Overexpression of an actin Gh_D04G0865 gene in cotton reduced fineness of fiber

Authors: Naoumkina, Marina; Florane, Christopher; Kim, Hee-Jin; Santiago Cintron, Michael; Delhom, Christopher - Chris

Submitted to: Crop Science
Publication Type: Peer Reviewed Journal
Publication Acceptance Date: 11/22/2022
Publication Date: 3/17/2023
Citation: Naoumkina, M.A., Florane, C.B., Kim, H.J., Santiago Cintron, M., Delhom, C.D. 2023. Overexpression of an actin Gh_D04G0865 gene in cotton reduced fineness of fiber. Crop Science. 63:740-749. https://doi.org/10.1002/csc2.20888.
DOI: https://doi.org/10.1002/csc2.20888

Interpretive Summary: Cotton fibers are the world’s most important renewable source of fiber for textile industry. The cell wall of cotton fiber determines fiber quality parameters for textile industry. The thickness of secondary cell wall and the fiber perimeter define the fineness and micronaire of cotton fiber. The fineness of cotton fiber plays an important role in affecting the yarn quality. Actin cytoskeleton impacts the cell extension and shape, however how it affects secondary cell wall is unknown.

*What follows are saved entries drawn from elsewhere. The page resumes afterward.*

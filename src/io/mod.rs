//! Reading and writing of qcutils input and result files.

use std::fs::File;
use std::io::{BufRead, BufReader, BufWriter, Write};
use std::path::Path;

use anyhow::{self, format_err, Context};
use bincode;
use serde::{de::DeserializeOwned, Serialize};
use serde_yaml;

pub(crate) mod format;
pub mod numeric;

#[cfg(test)]
#[path = "io_tests.rs"]
mod io_tests;

/// An enumerated type for `qcutils` binary file types.
pub enum QCUtilsFileType {
    /// Variant for binary files containing configuration enumeration results.
    Cfg,

    /// Variant for binary files containing pair-distribution function results.
    Pdf,

    /// Variant for binary files containing assembled reduced density matrices.
    Rdm,
}

impl QCUtilsFileType {
    /// Returns the extension of the file type.
    pub fn ext(&self) -> String {
        match self {
            QCUtilsFileType::Cfg => "qcutils.cfg".to_string(),
            QCUtilsFileType::Pdf => "qcutils.pdf".to_string(),
            QCUtilsFileType::Rdm => "qcutils.rdm".to_string(),
        }
    }
}

/// Reads a `qcutils` binary file and deserialises it into an appropriate structure.
///
/// # Arguments
///
/// * `name` - The name of the file to be read in (without `qcutils`-specific extensions).
/// * `file_type` - The type of the `qcutils` file to be read in.
///
/// # Returns
///
/// A `Result` containing the structure deserialised from the read-in file.
pub fn read_qcutils_binary<T, P: AsRef<Path>>(
    name: P,
    file_type: QCUtilsFileType,
) -> Result<T, anyhow::Error>
where
    T: DeserializeOwned,
{
    let mut path = name.as_ref().to_path_buf();
    path.set_extension(file_type.ext());
    let mut reader = BufReader::new(File::open(path).map_err(|err| format_err!(err))?);
    bincode::deserialize_from(&mut reader).map_err(|err| format_err!(err))
}

/// Serialises a structure and writes into a `qcutils` binary file.
///
/// # Arguments
///
/// * `name` - The name of the file to be written (without `qcutils`-specific extensions).
/// * `file_type` - The type of the `qcutils` file to be written.
///
/// # Returns
///
/// A `Result` indicating if the serialisation and writing processes have been successful.
pub fn write_qcutils_binary<T, P: AsRef<Path>>(
    name: P,
    file_type: QCUtilsFileType,
    value: &T,
) -> Result<(), anyhow::Error>
where
    T: Serialize,
{
    let mut path = name.as_ref().to_path_buf();
    path.set_extension(file_type.ext());
    let mut writer = BufWriter::new(File::create(path)?);
    bincode::serialize_into(&mut writer, value).map_err(|err| format_err!(err))
}

/// Reads a `qcutils` configuration YAML file and deserialises it into an appropriate structure.
///
/// # Arguments
///
/// * `name` - The name of the file to be read in (with its `.yml` or `.yaml` extension).
///
/// # Returns
///
/// A `Result` containing the structure deserialised from the read-in file.
pub fn read_qcutils_yaml<T, P: AsRef<Path>>(name: P) -> Result<T, anyhow::Error>
where
    T: DeserializeOwned,
{
    let mut reader = BufReader::new(File::open(name).map_err(|err| format_err!(err))?);
    serde_yaml::from_reader(&mut reader).map_err(|err| format_err!(err))
}

/// Serialises a structure and writes into a `qcutils` configuration YAML file.
///
/// # Arguments
///
/// * `name` - The name of the YAML file to be written (without extensions). The resulting file
/// will have the `.yml` extension.
///
/// # Returns
///
/// A `Result` indicating if the serialisation and writing processes have been successful.
pub fn write_qcutils_yaml<T, P: AsRef<Path>>(name: P, value: &T) -> Result<(), anyhow::Error>
where
    T: Serialize,
{
    let mut path = name.as_ref().to_path_buf();
    path.set_extension("yml");
    let mut writer = BufWriter::new(File::create(path)?);
    serde_yaml::to_writer(&mut writer, value).map_err(|err| format_err!(err))
}

/// Writes a sequence of lines into a plain text file, one item per line.
pub fn write_lines<P, I, S>(path: P, lines: I) -> Result<(), anyhow::Error>
where
    P: AsRef<Path>,
    I: IntoIterator<Item = S>,
    S: AsRef<str>,
{
    let path = path.as_ref();
    let mut writer = BufWriter::new(
        File::create(path)
            .with_context(|| format!("Unable to create file `{}`", path.display()))?,
    );
    for line in lines {
        writeln!(writer, "{}", line.as_ref())?;
    }
    writer.flush()?;
    Ok(())
}

/// Reads all lines of a plain text file.
pub fn read_lines<P: AsRef<Path>>(path: P) -> Result<Vec<String>, anyhow::Error> {
    let path = path.as_ref();
    let reader = BufReader::new(
        File::open(path).with_context(|| format!("Unable to open file `{}`", path.display()))?,
    );
    reader
        .lines()
        .collect::<Result<Vec<_>, _>>()
        .with_context(|| format!("Unable to read lines from `{}`", path.display()))
}
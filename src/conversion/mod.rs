//! Conversion of configuration-interaction determinants from alpha/beta orbital-index notation
//! to occupation notation.
//!
//! A determinant printed as alpha and beta orbital lists, *e.g.*
//!
//! ```text
//! alpha     beta     coeff
//! [0 1 2]  [0 1 3]   0.03
//! ```
//!
//! is written in occupation notation as `22ab00` for an active space of six orbitals.

use std::fmt;
use std::io::BufRead;

use anyhow::{self, bail, ensure, format_err};
use itertools::Itertools;
use log;
use serde::{Deserialize, Serialize};

use crate::configuration::{Occupation, OccupationSymbol};
use crate::io::format::{nice_bool, qcutils_warn};


/// The header line of converted CSV files.
pub const CSV_HEADER: &str = "det-alpha,det-beta,CI coefficient,occupation";

// ============
// CI converter
// ============

/// A structure to convert determinants in an active space into occupation notation.
#[derive(Clone, Copy, Debug, PartialEq, Eq, Serialize, Deserialize)]
pub struct CiConverter {
    /// The number of orbitals in the active space.
    n_orbitals: usize,

    /// The number of electrons in the active space.
    n_electrons: usize,
}

impl CiConverter {
    /// Constructs a converter for an active space.
    pub fn new(n_orbitals: usize, n_electrons: usize) -> Self {
        Self {
            n_orbitals,
            n_electrons,
        }
    }

    /// Converts a determinant into occupation notation.
    ///
    /// # Arguments
    ///
    /// * `det_alpha` - The indices of the orbitals occupied by alpha electrons.
    /// * `det_beta` - The indices of the orbitals occupied by beta electrons.
    ///
    /// # Errors
    ///
    /// Errors if an index is not smaller than the number of orbitals, if an orbital is occupied
    /// twice by the same spin, or if the number of electrons placed differs from the number of
    /// active electrons.
    pub fn det_to_occupation(
        &self,
        det_alpha: &[usize],
        det_beta: &[usize],
    ) -> Result<Occupation, anyhow::Error> {
        let mut symbols = vec![OccupationSymbol::Empty; self.n_orbitals];
        for &i in det_alpha {
            let symbol = symbols.get_mut(i).ok_or_else(|| {
                format_err!(
                    "Orbital index {i} exceeds number of orbitals {}",
                    self.n_orbitals
                )
            })?;
            *symbol = symbol
                .with_alpha()
                .ok_or_else(|| format_err!("Invalid: orbital {i} already has an alpha electron"))?;
        }
        for &i in det_beta {
            let symbol = symbols.get_mut(i).ok_or_else(|| {
                format_err!(
                    "Orbital index {i} exceeds number of orbitals {}",
                    self.n_orbitals
                )
            })?;
            *symbol = symbol
                .with_beta()
                .ok_or_else(|| format_err!("Invalid: orbital {i} already has a beta electron"))?;
        }
        let occ = Occupation::from(symbols);
        ensure!(
            occ.weight() == self.n_electrons,
            "Expected {} electrons but found {}",
            self.n_electrons,
            occ.weight()
        );
        Ok(occ)
    }
}

// =======
// Parsing
// =======

/// Parses a determinant string such as `[0 1 2]` into a list of orbital indices.
///
/// Surrounding brackets are optional, and indices may be separated by whitespace or commas. An
/// empty determinant `[]` gives an empty list.
pub fn parse_determinant(det_str: &str) -> Result<Vec<usize>, anyhow::Error> {
    let inner = det_str.trim().trim_matches(|c: char| c == '[' || c == ']');
    inner
        .split(|c: char| c.is_whitespace() || c == ',')
        .filter(|token| !token.is_empty())
        .map(|token| {
            token
                .parse::<usize>()
                .map_err(|err| format_err!("Error parsing determinant {det_str}: {err}"))
        })
        .collect()
}

/// Splits a record line on whitespace, keeping bracketed groups together.
fn split_record(line: &str) -> Result<Vec<String>, anyhow::Error> {
    let mut tokens = vec![];
    let mut current = String::new();
    let mut depth = 0usize;
    for c in line.chars() {
        match c {
            '[' => {
                depth += 1;
                current.push(c);
            }
            ']' => {
                depth = depth
                    .checked_sub(1)
                    .ok_or_else(|| format_err!("Unbalanced `]` in line `{line}`"))?;
                current.push(c);
            }
            c if c.is_whitespace() && depth == 0 => {
                if !current.is_empty() {
                    tokens.push(std::mem::take(&mut current));
                }
            }
            c => current.push(c),
        }
    }
    if depth != 0 {
        bail!("Unbalanced `[` in line `{line}`");
    }
    if !current.is_empty() {
        tokens.push(current);
    }
    Ok(tokens)
}

/// A structure containing one converted determinant.
#[derive(Clone, Debug, PartialEq, Serialize, Deserialize)]
pub struct CiRecord {
    /// The alpha determinant as written in the input.
    pub det_alpha: String,

    /// The beta determinant as written in the input.
    pub det_beta: String,

    /// The CI coefficient of the determinant.
    pub coefficient: f64,

    /// The determinant in occupation notation.
    pub occupation: Occupation,
}

impl CiRecord {
    /// Renders the record as a CSV row.
    pub fn to_csv_row(&self) -> String {
        [
            csv_field(&self.det_alpha),
            csv_field(&self.det_beta),
            format_coefficient(self.coefficient),
            self.occupation.to_string(),
        ]
        .join(",")
    }
}

/// Formats a coefficient as the shortest round-trip decimal. Exponents carry an explicit sign and
/// at least two digits, as in `1e-05` and `-1.234e+16`.
fn format_coefficient(coefficient: f64) -> String {
    if coefficient.is_nan() {
        return "nan".to_string();
    }
    let repr = format!("{coefficient:?}");
    match repr.split_once('e') {
        Some((mantissa, exponent)) => match exponent.parse::<i32>() {
            Ok(exp) => {
                let sign = if exp < 0 { '-' } else { '+' };
                format!("{mantissa}e{sign}{:02}", exp.unsigned_abs())
            }
            Err(_) => repr,
        },
        None => repr,
    }
}

/// Quotes a CSV field if it contains a comma, a quote or a line break.
fn csv_field(field: &str) -> String {
    if field.contains([',', '"', '\n', '\r']) {
        format!("\"{}\"", field.replace('"', "\"\""))
    } else {
        field.to_string()
    }
}

/// Parses and converts a record line of the form `alpha beta coefficient`.
pub fn parse_record(line: &str, converter: &CiConverter) -> Result<CiRecord, anyhow::Error> {
    let parts = split_record(line)?;
    let [det_alpha, det_beta, coefficient] = <[String; 3]>::try_from(parts)
        .map_err(|parts| format_err!("Expected 3 fields but found {}", parts.len()))?;
    let alpha = parse_determinant(&det_alpha)?;
    let beta = parse_determinant(&det_beta)?;
    let coefficient = coefficient
        .parse::<f64>()
        .map_err(|err| format_err!("Error parsing coefficient {coefficient}: {err}"))?;
    let occupation = converter.det_to_occupation(&alpha, &beta)?;
    Ok(CiRecord {
        det_alpha,
        det_beta,
        coefficient,
        occupation,
    })
}

// ==========
// Conversion
// ==========

/// A structure containing the outcome of converting a CI vector listing.
#[derive(Clone, Debug, Default, PartialEq, Serialize, Deserialize)]
pub struct CiConversion {
    /// The successfully converted records, in input order.
    pub records: Vec<CiRecord>,

    /// The one-based line numbers and reasons of the lines that were skipped.
    pub skipped: Vec<(usize, String)>,

    /// Boolean indicating if the first line was treated as a header.
    pub header_skipped: bool,
}

impl CiConversion {
    /// Returns the CSV lines of the conversion, starting with [`CSV_HEADER`].
    pub fn csv_lines(&self) -> Vec<String> {
        std::iter::once(CSV_HEADER.to_string())
            .chain(self.records.iter().map(CiRecord::to_csv_row))
            .collect_vec()
    }
}

impl fmt::Display for CiConversion {
    fn fmt(&self, f: &mut fmt::Formatter<'_>) -> fmt::Result {
        writeln!(f, "Header line skipped: {}", nice_bool(self.header_skipped))?;
        writeln!(f, "Converted determinants: {}", self.records.len())?;
        writeln!(f, "Skipped lines: {}", self.skipped.len())?;
        Ok(())
    }
}

/// Converts a listing of determinants, one per line.
///
/// A first line without any digit is treated as a header. Blank lines are ignored. Lines that
/// cannot be converted are skipped with a warning and recorded in [`CiConversion::skipped`].
///
/// # Errors
///
/// Errors only if the input cannot be read.
pub fn convert_listing<R: BufRead>(
    reader: R,
    converter: &CiConverter,
) -> Result<CiConversion, anyhow::Error> {
    let mut conversion = CiConversion::default();
    for (i, line) in reader.lines().enumerate() {
        let line = line?;
        if i == 0 && !line.chars().any(|c| c.is_ascii_digit()) {
            log::debug!("Treating `{line}` as a header.");
            conversion.header_skipped = true;
            continue;
        }
        if line.trim().is_empty() {
            continue;
        }
        match parse_record(&line, converter) {
            Ok(record) => conversion.records.push(record),
            Err(err) => {
                qcutils_warn!("Skipping line {}: `{}`: {err}", i + 1, line.trim());
                conversion.skipped.push((i + 1, err.to_string()));
            }
        }
    }
    Ok(conversion)
}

ARS researchers in New Orleans, Louisiana over-expressed the actin gene in cotton fibers. Transgenic lines with excessive expression of actin showed reduction in fineness of cotton fibers. This knowledge can be used in breeding to improve fineness of coarse cotton varieties.

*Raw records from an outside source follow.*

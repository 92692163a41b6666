use serde::{Deserialize, Serialize};

use crate::entity::user;
use crate::error::AppError;

/// Pagination metadata included in list responses.
#[derive(Serialize, utoipa::ToSchema)]
pub struct Pagination {
    /// Current page number (1-based).
    #[schema(example = 1)]
    pub page: u64,
    /// Number of items per page.
    #[schema(example = 20)]
    pub per_page: u64,
    /// Total number of matching items across all pages.
    #[schema(example = 47)]
    pub total: u64,
    /// Total number of pages.
    #[schema(example = 3)]
    pub total_pages: u64,
}

/// Page/per-page query parameters shared by the listings.
#[derive(Deserialize, utoipa::IntoParams)]
pub struct PageQuery {
    /// 1-based page number. Defaults to 1.
    pub page: Option<u64>,
    /// Items per page, 1-100. Defaults to 20.
    pub per_page: Option<u64>,
}

/// Pages past this are served as this page, keeping offsets within what
/// the database accepts.
const MAX_PAGE: u64 = 1_000_000;

impl PageQuery {
    pub fn resolve(&self) -> (u64, u64) {
        let page = self.page.unwrap_or(1).clamp(1, MAX_PAGE);
        let per_page = self.per_page.unwrap_or(20).clamp(1, 100);
        (page, per_page)
    }
}

/// Row offset of the first item on `page`.
pub fn page_offset(page: u64, per_page: u64) -> u64 {
    page.saturating_sub(1).saturating_mul(per_page)
}

impl Pagination {
    pub fn new(page: u64, per_page: u64, total: u64) -> Self {
        Self {
            page,
            per_page,
            total,
            total_pages: total.div_ceil(per_page),
        }
    }
}

/// A rendered affordance: a labelled request the viewer may make.
#[derive(Debug, Clone, Serialize, utoipa::ToSchema)]
pub struct Link {
    #[schema(example = "Delete")]
    pub label: String,
    #[schema(example = "DELETE")]
    pub method: &'static str,
    #[schema(example = "/posts/1")]
    pub href: String,
}

impl Link {
    pub fn get(label: impl Into<String>, href: impl Into<String>) -> Self {
        Self {
            label: label.into(),
            method: "GET",
            href: href.into(),
        }
    }

    pub fn delete(label: impl Into<String>, href: impl Into<String>) -> Self {
        Self {
            label: label.into(),
            method: "DELETE",
            href: href.into(),
        }
    }
}

/// Public view of a user, attached to the things they created.
#[derive(Serialize, utoipa::ToSchema)]
pub struct UserSummary {
    #[schema(example = 42)]
    pub id: i32,
    /// GitHub display name, falling back to the email address.
    #[schema(example = "Alice")]
    pub name: String,
}

impl From<&user::Model> for UserSummary {
    fn from(u: &user::Model) -> Self {
        Self {
            id: u.id,
            name: u
                .name
                .clone()
                .filter(|n| !n.trim().is_empty())
                .unwrap_or_else(|| u.email.clone()),
        }
    }
}

impl UserSummary {
    /// Placeholder for a creator row that could not be loaded.
    pub fn unknown(id: i32) -> Self {
        Self {
            id,
            name: "unknown".into(),
        }
    }
}

/// Description of an input form (`/new` and `/edit` pages).
#[derive(Serialize, utoipa::ToSchema)]
pub struct FormResponse {
    #[schema(example = "/posts")]
    pub action: String,
    #[schema(example = "POST")]
    pub method: &'static str,
    pub fields: Vec<FormField>,
}

#[derive(Serialize, utoipa::ToSchema)]
pub struct FormField {
    #[schema(example = "title")]
    pub name: &'static str,
    #[schema(example = "Title")]
    pub label: &'static str,
    /// Current value on edit forms.
    pub value: Option<String>,
}

impl FormField {
    pub fn new(name: &'static str, label: &'static str, value: Option<String>) -> Self {
        Self { name, label, value }
    }
}

/// Validate a trimmed title (1-256 Unicode characters).
pub fn validate_title(title: &str) -> Result<(), AppError> {
    let title = title.trim();
    if title.is_empty() || title.chars().count() > 256 {
        return Err(AppError::Validation(
            "Title must be 1-256 characters".into(),
        ));
    }
    Ok(())
}

/// Validate a trimmed link (1-2048 characters). Links are free-form:
/// "www.google.com" is as acceptable as a full URL.
pub fn validate_link(link: &str) -> Result<(), AppError> {
    let link = link.trim();
    if link.is_empty() || link.chars().count() > 2048 {
        return Err(AppError::Validation("Link must be 1-2048 characters".into()));
    }
    Ok(())
}
//! Creator-only mutation rules shared by every user-owned entity.

use crate::entity::{code_review, comment, post};
use crate::error::AppError;
use crate::extractors::auth::AuthUser;
use crate::models::shared::Link;

/// How an entity presents mutations its viewer may not perform.
#[derive(Debug, Clone, Copy, PartialEq, Eq)]
pub enum Visibility {
    /// Non-creators never see the action.
    Hide,
    /// Everyone sees the action; non-creators are refused when they use it.
    Deny,
}

#[derive(Debug, Clone, Copy, PartialEq, Eq)]
pub enum Mutation {
    Edit,
    Delete,
}

impl Mutation {
    fn verb(self) -> &'static str {
        match self {
            Mutation::Edit => "edit",
            Mutation::Delete => "delete",
        }
    }
}

/// A resource with a creator who alone may mutate it.
pub trait Owned {
    /// Used in denial messages: "Cannot edit a {NOUN} you haven't created".
    const NOUN: &'static str;
    const VISIBILITY: Visibility;
    const MUTATIONS: &'static [Mutation] = &[Mutation::Edit, Mutation::Delete];

    fn creator_id(&self) -> i32;

    /// Canonical path of the resource; actions are derived from it.
    fn path(&self) -> String;

    fn label(mutation: Mutation) -> &'static str {
        match mutation {
            Mutation::Edit => "Edit",
            Mutation::Delete => "Delete",
        }
    }
}

pub fn is_creator<R: Owned>(user: &AuthUser, resource: &R) -> bool {
    resource.creator_id() == user.user_id
}

/// Refuse `mutation` unless `user` created `resource`.
pub fn authorize<R: Owned>(
    user: &AuthUser,
    resource: &R,
    mutation: Mutation,
) -> Result<(), AppError> {
    if is_creator(user, resource) {
        return Ok(());
    }
    tracing::info!(
        user_id = user.user_id,
        creator_id = resource.creator_id(),
        resource = R::NOUN,
        "Refused {} by non-creator",
        mutation.verb()
    );
    Err(AppError::Forbidden(format!(
        "Cannot {} a {} you haven't created",
        mutation.verb(),
        R::NOUN
    )))
}

/// Actions to render for `resource` when viewed by `user`.
pub fn actions<R: Owned>(user: &AuthUser, resource: &R) -> Vec<Link> {
    if R::VISIBILITY == Visibility::Hide && !is_creator(user, resource) {
        return Vec::new();
    }
    let path = resource.path();
    R::MUTATIONS
        .iter()
        .map(|&mutation| match mutation {
            Mutation::Edit => Link::get(R::label(mutation), format!("{path}/edit")),
            Mutation::Delete => Link::delete(R::label(mutation), path.clone()),
        })
        .collect()
}

impl Owned for post::Model {
    const NOUN: &'static str = "post";
    const VISIBILITY: Visibility = Visibility::Hide;

    fn creator_id(&self) -> i32 {
        self.user_id
    }

    fn path(&self) -> String {
        format!("/posts/{}", self.id)
    }
}

impl Owned for comment::Model {
    const NOUN: &'static str = "comment";
    const VISIBILITY: Visibility = Visibility::Deny;

    fn creator_id(&self) -> i32 {
        self.user_id
    }

    fn path(&self) -> String {
        format!("/posts/{}/comments/{}", self.post_id, self.id)
    }

    fn label(mutation: Mutation) -> &'static str {
        match mutation {
            Mutation::Edit => "Edit Comment",
            Mutation::Delete => "Delete Comment",
        }
    }
}

impl Owned for code_review::Model {
    const NOUN: &'static str = "code review request";
    const VISIBILITY: Visibility = Visibility::Hide;
    const MUTATIONS: &'static [Mutation] = &[Mutation::Delete];

    fn creator_id(&self) -> i32 {
        self.user_id
    }

    fn path(&self) -> String {
        format!("/codereviews/{}", self.id)
    }
}
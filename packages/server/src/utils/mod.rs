pub mod identity;
pub mod jwt;
pub mod lookup;
pub mod ownership;
pub mod tags;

Technical Abstract: Cotton fibers are the world’s most important renewable source of fiber for textile industry. The cell wall of cotton fiber determines fiber quality parameters for textile industry. The thickness of secondary cell wall and the fiber perimeter define the fineness and micronaire of cotton fiber. The fineness of cotton fiber plays an important role in affecting the yarn quality. Actin cytoskeleton impacts the cell extension and shape, however how it affects secondary cell wall is unclear. We overexpressed the actin isovariant Gh_D04G0865 (previously shown mutation in this gene impaired fiber length) under fiber specific promoter in cotton. We obtained two independent transgenic lines. Fiber characteristics of their first generation progenies were evaluated by High volume Instrument (HVI), Advanced Fiber Information System (AFIS), Cottonscope and Fourier-Transform Infrared (FT-IR) spectroscopy. Fiber of transgenic lines with excessive expression of actin showed significant reduction in micronaire and fineness, while increase in strength. Seed index was increased in transgenic lines overexpressing actin. FT-IR analysis detected changes in vibrations associated with crystalline cellulose. Taken together, our findings revealed that actin cytoskeleton may play roles in reducing fiber wall thickening process during secondary cell wall biosynthesis.